One must always stand for criticism
As human beings, we all encountering criticism daily. We often receiving criticisms from family members, friends, coworkers, and sometimes from strangers. But how we respond to them is what will always make a difference in our lives. On different occasions, Ben elucidated how he embrace criticisms even after realizing how ill-mannered, or biased they were. Though he admitted there were times he was aggravated by his critics when they used that privilege to channel their vendettas. But what President Mkapa insisted is that we should always be forgiving, and learn to let things go even how disgraceful they might be.

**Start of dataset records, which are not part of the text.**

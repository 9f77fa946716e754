//! Error types for parsing

use crate::format::Format;
use crate::rdf::RdfError;
use std::process::ExitStatus;
use thiserror::Error;

/// Errors that can occur while configuring a parser or reading quads
#[derive(Error, Debug)]
pub enum ParseError {
    /// Requested format is not in the allow-list
    #[error("{0}")]
    InvalidFormat(String),

    /// Base URI is not an absolute IRI
    #[error("Invalid base URI: {0}")]
    InvalidBaseUri(String),

    /// Unknown backend name
    #[error("Invalid backend: {0} (expected one of: rapper, native, auto)")]
    InvalidBackend(String),

    /// Format has no in-process parser
    #[error("Format {0} is not supported by the native parser")]
    UnsupportedFormat(Format),

    /// IO error
    #[error("IO error: {0}")]
    Io(#[from] std::io::Error),

    /// HTTP transport error
    #[error("HTTP error: {0}")]
    Http(#[from] reqwest::Error),

    /// The rapper process could not be started
    #[error("Failed to start {program}: {source}")]
    Spawn {
        /// Program that was invoked
        program: String,
        /// Underlying OS error
        #[source]
        source: std::io::Error,
    },

    /// rapper exited unsuccessfully
    #[error("rapper exited with {status}: {stderr}")]
    RapperFailed {
        /// Exit status of the child
        status: ExitStatus,
        /// Captured standard error
        stderr: String,
    },

    /// Syntax error reported by a parser
    #[error("Syntax error: {0}")]
    Syntax(String),

    /// A parsed term was rejected by the data model
    #[error("Invalid term: {0}")]
    InvalidTerm(#[from] RdfError),

    /// Construct the data model cannot represent
    #[error("Unsupported: {0}")]
    Unsupported(String),

    /// Configuration could not be loaded
    #[error("Config error: {0}")]
    Config(String),
}

impl From<rio_turtle::TurtleError> for ParseError {
    fn from(e: rio_turtle::TurtleError) -> Self {
        ParseError::Syntax(e.to_string())
    }
}

impl From<rio_xml::RdfXmlError> for ParseError {
    fn from(e: rio_xml::RdfXmlError) -> Self {
        ParseError::Syntax(e.to_string())
    }
}

impl From<serde_yaml::Error> for ParseError {
    fn from(e: serde_yaml::Error) -> Self {
        ParseError::Config(e.to_string())
    }
}

pub type ParseResult<T> = Result<T, ParseError>;
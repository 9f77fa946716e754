//! RDF data model produced by the parsers
//!
//! Quads are owned values built from the parser event stream:
//! - RDF terms (IRIs, blank nodes, literals) wrapping oxrdf primitives
//! - Quads (triple + optional named graph)
//! - Conversion from rio parser events
//!
//! # Example
//!
//! ```rust
//! use rapper_rdf::rdf::{Literal, NamedNode, Quad, RdfPredicate};
//!
//! let quad = Quad::triple(
//!     NamedNode::new("http://bar").unwrap().into(),
//!     RdfPredicate::new("http://baz").unwrap(),
//!     Literal::new_simple_literal("1").into(),
//! );
//!
//! assert_eq!(quad.value_string(), "http://bar http://baz 1");
//! assert_eq!(quad.to_string(), "<http://bar> <http://baz> \"1\" .");
//! ```

mod convert;
mod types;

pub(crate) use convert::{quad_from_rio, triple_from_rio};

pub use types::{
    BlankNode, GraphName, Literal, NamedNode, Quad, RdfError, RdfObject, RdfPredicate,
    RdfResult, RdfSubject,
};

We should always accept who we are, and sometimes change for better
Remorseful, Ben explained how some memories will always leave a blemish to his leadership and life allude to the brutal killings of 22 people, post-2000 general election in Zanzibar. We all have been through the dark side of our lives, we have been through hell and back, and sometimes wish to have second shot to right the wrongs but as impossible as it sounds, we should learn to move on, and accept responsibilities. Adding to that, Ben also explained how in many times was referred to as the cold-hearted and that he was ignorant of the fact that, as president of a nation he’s also the chief comforter and agreeing that it wasn’t his strong suit referring his successor HE. Jakaya Kikwete as an expert for that.
Do good to others. It’ll always come back in unexpected ways.

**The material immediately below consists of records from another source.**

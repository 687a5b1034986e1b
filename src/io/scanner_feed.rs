//! MQTT ingress for scanning-engine callbacks
//!
//! The scanning engine publishes one JSON message per region callback:
//! - `{"callback":"enter","region":"<id>"}`
//! - `{"callback":"exit","region":"<id>"}`
//! - `{"callback":"state","region":"<id>","state":1}`
//!
//! Each message is handed straight to the ProximityAdapter from the MQTT
//! event loop. Malformed messages are logged and skipped.

use crate::infra::config::Config;
use crate::services::adapter::ProximityAdapter;
use rumqttc::{AsyncClient, Event, MqttOptions, Packet, QoS};
use serde::Deserialize;
use std::time::Duration;
use tokio::sync::watch;
use tracing::{debug, info, warn};

/// One raw callback from the scanning engine
#[derive(Debug, Clone, PartialEq, Eq, Deserialize)]
#[serde(tag = "callback", rename_all = "lowercase")]
pub enum ScannerCallback {
    Enter { region: String },
    Exit { region: String },
    State { region: String, state: i32 },
}

impl ScannerCallback {
    pub fn parse(payload: &[u8]) -> Result<Self, serde_json::Error> {
        serde_json::from_slice(payload)
    }

    /// Invoke the matching adapter callback
    pub fn deliver(&self, adapter: &ProximityAdapter) {
        match self {
            ScannerCallback::Enter { region } => adapter.on_enter(region),
            ScannerCallback::Exit { region } => adapter.on_exit(region),
            ScannerCallback::State { region, state } => adapter.on_state_determined(region, *state),
        }
    }
}

/// Subscribe to the scanner topic and feed callbacks to the adapter
pub async fn start_scanner_feed(
    config: &Config,
    adapter: ProximityAdapter,
    mut shutdown: watch::Receiver<bool>,
) -> anyhow::Result<()> {
    let client_id = format!("{}-feed-{}", config.mqtt_client_id(), std::process::id());
    let mut mqttoptions = MqttOptions::new(client_id, config.mqtt_host(), config.mqtt_port());
    mqttoptions.set_keep_alive(Duration::from_secs(config.mqtt_keep_alive_secs()));

    if let (Some(username), Some(password)) = (config.mqtt_username(), config.mqtt_password()) {
        mqttoptions.set_credentials(username, password);
    }

    let topic = config.scanner_topic().to_string();
    let (client, mut eventloop) = AsyncClient::new(mqttoptions, 10);

    info!(topic = %topic, host = %config.mqtt_host(), port = %config.mqtt_port(), "scanner_feed_starting");

    loop {
        tokio::select! {
            changed = shutdown.changed() => {
                if changed.is_err() || *shutdown.borrow() {
                    info!("scanner_feed_shutdown");
                    return Ok(());
                }
            }
            result = eventloop.poll() => {
                match result {
                    Ok(Event::Incoming(Packet::ConnAck(_))) => {
                        // Subscriptions do not survive a clean-session reconnect
                        match client.try_subscribe(topic.as_str(), QoS::AtLeastOnce) {
                            Ok(()) => info!(topic = %topic, "scanner_feed_subscribed"),
                            Err(e) => warn!(topic = %topic, error = %e, "scanner_feed_subscribe_failed"),
                        }
                    }
                    Ok(Event::Incoming(Packet::Publish(publish))) => {
                        match ScannerCallback::parse(&publish.payload) {
                            Ok(callback) => {
                                debug!(callback = ?callback, "scanner_callback");
                                callback.deliver(&adapter);
                            }
                            Err(e) => {
                                warn!(topic = %publish.topic, error = %e, "scanner_callback_malformed");
                            }
                        }
                    }
                    Ok(_) => {}
                    Err(e) => {
                        warn!(error = %e, "scanner_feed_error");
                        tokio::time::sleep(Duration::from_secs(1)).await;
                    }
                }
            }
        }
    }
}

#[cfg(test)]
mod tests {
    use super::*;
    use crate::domain::types::{BeaconDefinition, RegionId, RegionState};
    use crate::infra::metrics::Metrics;
    use crate::services::region_monitor::create_monitor;
    use std::sync::Arc;

    #[test]
    fn test_parse_callbacks() {
        assert_eq!(
            ScannerCallback::parse(br#"{"callback":"enter","region":"A11"}"#).unwrap(),
            ScannerCallback::Enter { region: "A11".to_string() }
        );
        assert_eq!(
            ScannerCallback::parse(br#"{"callback":"state","region":"A11","state":0}"#).unwrap(),
            ScannerCallback::State { region: "A11".to_string(), state: 0 }
        );
    }

    #[test]
    fn test_parse_rejects_malformed() {
        assert!(ScannerCallback::parse(br#"{"callback":"wave","region":"A11"}"#).is_err());
        assert!(ScannerCallback::parse(br#"{"callback":"enter"}"#).is_err());
        assert!(ScannerCallback::parse(b"not json").is_err());
    }

    #[test]
    fn test_deliver_reaches_monitor() {
        let metrics = Arc::new(Metrics::new());
        let (handle, _rx) = create_monitor(metrics.clone());
        handle.rebuild(&[BeaconDefinition::new("A", "1", "1")]);
        let adapter = ProximityAdapter::new(handle.clone(), metrics);

        ScannerCallback::Enter { region: "A11".to_string() }.deliver(&adapter);

        assert_eq!(handle.state(&RegionId::from("A11")), Some(RegionState::Inside));
    }
}
//! Domain models - beacon definitions, region ids and monitoring events
//!
//! - `BeaconDefinition` - a user-registered beacon
//! - `RegionId` - correlates scanning-engine callbacks with a beacon
//! - `CanonicalEvent` / `DeliveredEvent` - events before and after deduplication
//! - `Identifier` - parsed uuid/major/minor components

pub mod identifier;
pub mod types;

pub use identifier::{Identifier, IdentifierError};
pub use types::{
    BeaconDefinition, CanonicalEvent, DeliveredEvent, EventKind, RawRegionState, RegionId,
    RegionState, Transition,
};
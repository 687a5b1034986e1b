//! Local alert decision for delivered presence changes

use crate::domain::types::{BeaconDefinition, Transition};

/// User notification settings, read as a snapshot per decision
#[derive(Debug, Clone, Copy, PartialEq, Eq, Default)]
pub struct NotificationConfig {
    pub notify_on_enter: bool,
    pub notify_on_exit: bool,
}

/// A local alert ready for the notification collaborator
#[derive(Debug, Clone, PartialEq, Eq)]
pub struct Alert {
    pub title: String,
    pub message: String,
}

pub struct NotificationPolicy;

impl NotificationPolicy {
    /// Whether a transition of this kind should raise an alert
    pub fn decide(transition: Transition, config: &NotificationConfig) -> bool {
        match transition {
            Transition::Enter => config.notify_on_enter,
            Transition::Exit => config.notify_on_exit,
        }
    }

    /// Build the alert for a transition, if the config asks for one
    pub fn alert(
        transition: Transition,
        beacon: &BeaconDefinition,
        config: &NotificationConfig,
    ) -> Option<Alert> {
        if !Self::decide(transition, config) {
            return None;
        }

        let (title, verb) = match transition {
            Transition::Enter => ("Beacon spotted!", "Entered"),
            Transition::Exit => ("Beacon lost!", "Exited"),
        };
        let mut message = format!(
            "{} region uuid: {}, major: {}, minor: {}",
            verb, beacon.uuid, beacon.major, beacon.minor
        );
        if let Some(name) = beacon.display_name() {
            message = format!("{} {}", name, message);
        }

        Some(Alert { title: title.to_string(), message })
    }
}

Two weeks before he breathed his last, Ben was part of the NEC members who were vetted for the Chama Cha Mapinduzi members vying for the presidency on this year’s October general election. Again, the torch was passed to two of his protégé: Hussein Mwinyi vying for Zanzibar presidency, and one more term for “Chuma”, a nickname referring to President John Magufuli. When addressing the NEC and members of the ruling party’s committee, both expressed how thankful and honored they were for being mentored by President Mkapa and trusted with the office when nobody thought of them. What more the 81 years’ past master would want in life than seeing the flowers he’d groomed for years grew flawlessly.
Rome wasn’t built in a day.
His memoir is full of life-teaching and despicable events. Going through his up-bringing you’d realize Ben has gone through fire and water to get where he was. Raised in the crooked society, aggravated poverty, and oppressive colonial government he even described being a president was neither his nor his parent's dream. Despite all the roadblocks, Ben moved the mountains, sail through the storm, and triumph a close combat to prove only one thing: whatever the mind can conceive, it can achieve. His legacies will always leave a mark on our society, and Africa at large.

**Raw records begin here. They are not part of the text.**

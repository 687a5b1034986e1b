//! Transition table for region presence
//!
//! | state   | event | next    | delivered |
//! |---------|-------|---------|-----------|
//! | Outside | Enter | Inside  | Enter     |
//! | Inside  | Enter | Inside  | -         |
//! | Inside  | Exit  | Outside | Exit      |
//! | Outside | Exit  | Outside | -         |
//! | any     | State | same    | -         |

use super::RegionMonitor;
use crate::domain::types::{CanonicalEvent, DeliveredEvent, EventKind, RegionState, Transition};
use tracing::{debug, info};

/// Next state and the transition to deliver, if any
pub fn next_state(state: RegionState, kind: EventKind) -> (RegionState, Option<Transition>) {
    match (state, kind) {
        (RegionState::Outside, EventKind::Enter) => (RegionState::Inside, Some(Transition::Enter)),
        (RegionState::Inside, EventKind::Exit) => (RegionState::Outside, Some(Transition::Exit)),
        (state, _) => (state, None),
    }
}

impl RegionMonitor {
    /// Apply one event to its region
    ///
    /// The in-range set is updated in the same call that produces the
    /// delivered event. Events for regions outside the installed set are
    /// dropped.
    pub fn apply(&mut self, event: &CanonicalEvent) -> Option<DeliveredEvent> {
        let Some(entry) = self.regions.get_mut(&event.region_id) else {
            debug!(region_id = %event.region_id, kind = %event.kind.as_str(), "unknown_region_callback");
            self.metrics.record_unknown_region();
            return None;
        };

        let (next, transition) = next_state(entry.state, event.kind);

        let Some(transition) = transition else {
            match event.kind {
                EventKind::StateUnchanged(_) => {}
                _ => {
                    debug!(
                        region_id = %event.region_id,
                        kind = %event.kind.as_str(),
                        state = %entry.state.as_str(),
                        "duplicate_callback_suppressed"
                    );
                    self.metrics.record_duplicate_suppressed();
                }
            }
            return None;
        };

        entry.state = next;
        entry.last_change = Some(event.timestamp);
        let beacon = entry.region.definition.clone();

        match transition {
            Transition::Enter => {
                self.in_range.insert(event.region_id.clone(), beacon.clone());
                self.metrics.record_enter();
            }
            Transition::Exit => {
                self.in_range.remove(&event.region_id);
                self.metrics.record_exit();
            }
        }
        self.metrics.set_beacons_in_range(self.in_range.len());

        info!(
            region_id = %event.region_id,
            transition = %transition.as_str(),
            in_range = %self.in_range.len(),
            "region_transition"
        );

        Some(DeliveredEvent {
            region_id: event.region_id.clone(),
            beacon,
            transition,
            timestamp: event.timestamp,
            in_range: self.in_range.snapshot(),
        })
    }
}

I could jot pages explaining how great HE. Benjamin Mkapa was but that’ll not fill the hollowness he has left inside our hearts. As we going through these tough times, let’s use this moment to honor the great memories he has left to do better, and build a better society. The developed society, good leadership, and even distribution of resources and wealth this is what president Mkapa had always lived for. To him, this was all in a day’s work.
“Our souls are not hungry for fame, comfort, wealth, or power. Those rewards create almost as many problems as they solve. Our souls are hungry for meaning, for the sense that we have figured out how to live so that our lives matter, so the world will at least be a little bit different for our having passed through it.,” Harold Kushner.
Lord God, we thank you for the life of Ben!!!